Ele pensa também que essa medida pode ser adotada por quem tem intenção apenas de procriar e que não está apto a se relacionar. Se existe lá no fundo o desejo de constituir uma família pelos moldes tradicionais, esta é uma escolha que deve ser bem pensada. "Para quem tem interesse em participar de maneira ativa de tudo, acho bom ponderar se, fazendo um filho por esse método, não estaria perdendo o processo de construção de uma relação, o viver em conjunto a gravidez". E completa: "Acredito que as pessoas que procuram o site queiram ir direto ao ponto, mas isso não impede que construam uma relação sadia, mesmo que não vivam sob o mesmo teto."

Como toda criança, a fase da curiosidade vai chegar. E como contar para ela o encontro dos pais e como ela nasceu? "É interessante que isso seja discutido previamente entre os pais. Talvez a questão central seja a forma como a criação será, a normalidade com que o assunto é encarado, discutido. Se há espaço para o diálogo e para reflexões, talvez esta criança não venha ser acometida por revoltas ou traumas", acredita o psicólogo.

Definido o co-participante da fecundação, um contrato é feito entre as partes para definir questões relacionadas à criação do filho. E é importante que as determinações sejam homologadas pelo juiz. "Neste caso, cabe aqui a guarda compartilhada, ou seja, pai e mãe terão direitos e deverem sobre a criança de acordo com a possibilidade (quanto eu posso contribuir) e necessidade (do que a criança precisa) do menor", explica Dra. Lorena Carneiro Vaz, advogada do escritório Advocacia & Tribunais.

Caso apenas uma das partes queira ficar com a criança, é preciso entrar com um pedido de guarda unilateral na justiça. A partir daí, o juiz vai avaliar se a pessoa solicitante tem condições de manter a criança. "Essa medida não exclui a outra parte da vida da criança. Ela terá que seguir regras, como visitas em finais de semanas alternados, mas não será vetado de ver a criança, mesmo que isto acontece sob a vigilância de um membro do Conselho Tutelar", lembra a advogada.

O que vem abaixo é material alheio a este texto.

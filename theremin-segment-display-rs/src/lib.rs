//! 8-segment note display for the ultrasonic theremin.
//!
//! # Architecture
//!
//! The crate is split into three layers:
//!
//! - **[`SegmentPattern`]**: the fixed, active-low segment pattern for each
//!   [`Note`](theremin::playback::Note), plus the blank pattern.
//! - **`driver`** (crate-private): bit-banged serial-in/parallel-out shift
//!   register primitives (data, clock and latch lines).
//! - **[`ShiftRegisterDisplay`]** (public): implements [`DisplaySink`] on top
//!   of the driver, blanking the display on [`init()`](ShiftRegisterDisplay::init).
//!
//! Anything else that can show a pattern can implement [`DisplaySink`]; the
//! controller only depends on the trait.
//!
//! # Quick start
//!
//! ```ignore
//! use theremin::playback::Note;
//! use theremin_segment_display::{DisplaySink, ShiftRegisterConfig, ShiftRegisterDisplay};
//!
//! // Any three `embedded-hal` output pins and a blocking delay.
//! let mut display = ShiftRegisterDisplay::new(data, clock, latch, delay, ShiftRegisterConfig::default());
//! display.init()?;
//! display.show_note(Note::A)?;
//! ```
//!
//! # Features
//!
//! - **`defmt`**: Enable [`defmt::Format`] implementations on the pattern
//!   and error types.

#![no_std]

pub use display::{ShiftRegisterConfig, ShiftRegisterDisplay, DEFAULT_PULSE_US};
pub use error::DisplayError;
pub use pattern::SegmentPattern;
pub use sink::DisplaySink;

mod display;
mod driver;
mod error;
mod pattern;
mod sink;
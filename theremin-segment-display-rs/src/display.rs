//! Shift-register backed [`DisplaySink`].

use embedded_hal::delay::DelayNs;
use embedded_hal::digital::OutputPin;

use crate::driver::ShiftRegister;
use crate::error::DisplayError;
use crate::pattern::SegmentPattern;
use crate::sink::DisplaySink;

/// Default clock and latch pulse width: 500 µs.
pub const DEFAULT_PULSE_US: u32 = 500;

/// Shift register timing.
#[derive(Debug, Clone, Copy, PartialEq, Eq)]
#[cfg_attr(feature = "defmt", derive(defmt::Format))]
pub struct ShiftRegisterConfig {
    /// High time of every clock and latch pulse. Default: 500 µs.
    pub pulse_us: u32,
}

impl Default for ShiftRegisterConfig {
    fn default() -> Self {
        Self {
            pulse_us: DEFAULT_PULSE_US,
        }
    }
}

/// 8-segment display behind a serial-in, parallel-out shift register.
///
/// # Example
///
/// ```ignore
/// use theremin_segment_display::{DisplaySink, SegmentPattern, ShiftRegisterConfig, ShiftRegisterDisplay};
///
/// let mut display = ShiftRegisterDisplay::new(data, clock, latch, delay, ShiftRegisterConfig::default());
/// display.init()?;                       // blank
/// display.show(SegmentPattern::A)?;
/// ```
pub struct ShiftRegisterDisplay<DATA, CLK, LATCH, DELAY> {
    register: ShiftRegister<DATA, CLK, LATCH>,
    delay: DELAY,
    config: ShiftRegisterConfig,
    shown: Option<SegmentPattern>,
}

impl<DATA, CLK, LATCH, DELAY, E> ShiftRegisterDisplay<DATA, CLK, LATCH, DELAY>
where
    DATA: OutputPin<Error = E>,
    CLK: OutputPin<Error = E>,
    LATCH: OutputPin<Error = E>,
    DELAY: DelayNs,
{
    /// Create a new display. No pin traffic until [`init()`](Self::init).
    pub fn new(data: DATA, clock: CLK, latch: LATCH, delay: DELAY, config: ShiftRegisterConfig) -> Self {
        Self {
            register: ShiftRegister::new(data, clock, latch),
            delay,
            config,
            shown: None,
        }
    }

    /// Blank the display.
    pub fn init(&mut self) -> Result<(), DisplayError<E>> {
        self.show(SegmentPattern::BLANK)
    }

    /// Last pattern successfully latched, `None` before the first update.
    pub fn shown(&self) -> Option<SegmentPattern> {
        self.shown
    }

    pub fn config(&self) -> &ShiftRegisterConfig {
        &self.config
    }

    /// Give the pins and the delay back.
    pub fn release(self) -> (DATA, CLK, LATCH, DELAY) {
        let (data, clock, latch) = self.register.release();
        (data, clock, latch, self.delay)
    }
}

impl<DATA, CLK, LATCH, DELAY, E> DisplaySink for ShiftRegisterDisplay<DATA, CLK, LATCH, DELAY>
where
    DATA: OutputPin<Error = E>,
    CLK: OutputPin<Error = E>,
    LATCH: OutputPin<Error = E>,
    DELAY: DelayNs,
{
    type Error = DisplayError<E>;

    fn show(&mut self, pattern: SegmentPattern) -> Result<(), Self::Error> {
        self.register
            .write(&pattern.0, &mut self.delay, self.config.pulse_us)?;
        self.shown = Some(pattern);
        Ok(())
    }
}
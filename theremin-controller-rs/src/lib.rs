//! Foreground interaction cycle for the ultrasonic theremin.
//!
//! [`Controller`] ties the library crates together: it reads the octave
//! buttons, ranges the hand, quantizes the distance, shows and reports the
//! note, and plays it through the synthesizer, all through the
//! [`SharedPlayback`](theremin::playback::SharedPlayback) handle the melody
//! player also uses.
//!
//! The hardware it needs is expressed as small ports so the cycle runs in
//! host tests:
//!
//! | Port | Provided by |
//! |---|---|
//! | [`OctaveSelector`] | [`OctavePanel`] over `embedded-hal` pins |
//! | [`DistanceSensor`] | [`ranger_driver::Ranger`] |
//! | [`DisplaySink`](theremin_segment_display::DisplaySink) | [`ShiftRegisterDisplay`](theremin_segment_display::ShiftRegisterDisplay) |
//! | [`SerialSink`] | a UART wrapper in the firmware |
//! | [`AudioOutput`](theremin_tone::AudioOutput) | [`PwmAudio`](theremin_tone::PwmAudio) |
//!
//! # Crate Features
//!
//! - **`defmt`**: structured logging via [`defmt`].
//! - **`task`**: the Embassy task bodies in [`task`] (foreground loop, idle
//!   watchdog, melody).

#![no_std]

pub mod controller;
pub mod error;
pub mod panel;
pub mod sensor;
pub mod serial;
#[cfg(feature = "task")]
pub mod task;

// ── Re-exports for convenience ───────────────────────────────────────────

pub use controller::{Controller, ControllerConfig, CycleOutcome, CycleResult};
pub use error::ControllerError;
pub use panel::{OctavePanel, OctaveSelector};
pub use sensor::DistanceSensor;
pub use serial::{send_note, SerialSink};
#[cfg(feature = "task")]
pub use task::{foreground_task, idle_watchdog_task, melody_task, TaskSignals};
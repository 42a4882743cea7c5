//! Distance source used by the controller.

use embedded_hal::delay::DelayNs;
use embedded_hal::digital::{InputPin, OutputPin};
use ranger_driver::{Ranger, RangerError};

/// Anything that can produce one distance reading in centimeters.
pub trait DistanceSensor {
    fn measure_distance(&mut self) -> Result<f32, RangerError>;
}

impl<TRIG, ECHO, DELAY> DistanceSensor for Ranger<TRIG, ECHO, DELAY>
where
    TRIG: OutputPin,
    ECHO: InputPin,
    DELAY: DelayNs,
{
    fn measure_distance(&mut self) -> Result<f32, RangerError> {
        Ranger::measure_distance(self)
    }
}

É possível ainda que a criança opte por ficar com um dos genitores. Apesar de a opinião dela não ser decisiva, ela será ouvida por assistentes sociais e psicólogos e pode contar pontos no aval do juiz. "Aqui uma das partes conquista a guarda unilateral, mas não excluo do outro o direito de acompanhar o desenvolvimento da criança", conclui Dra. Lorena.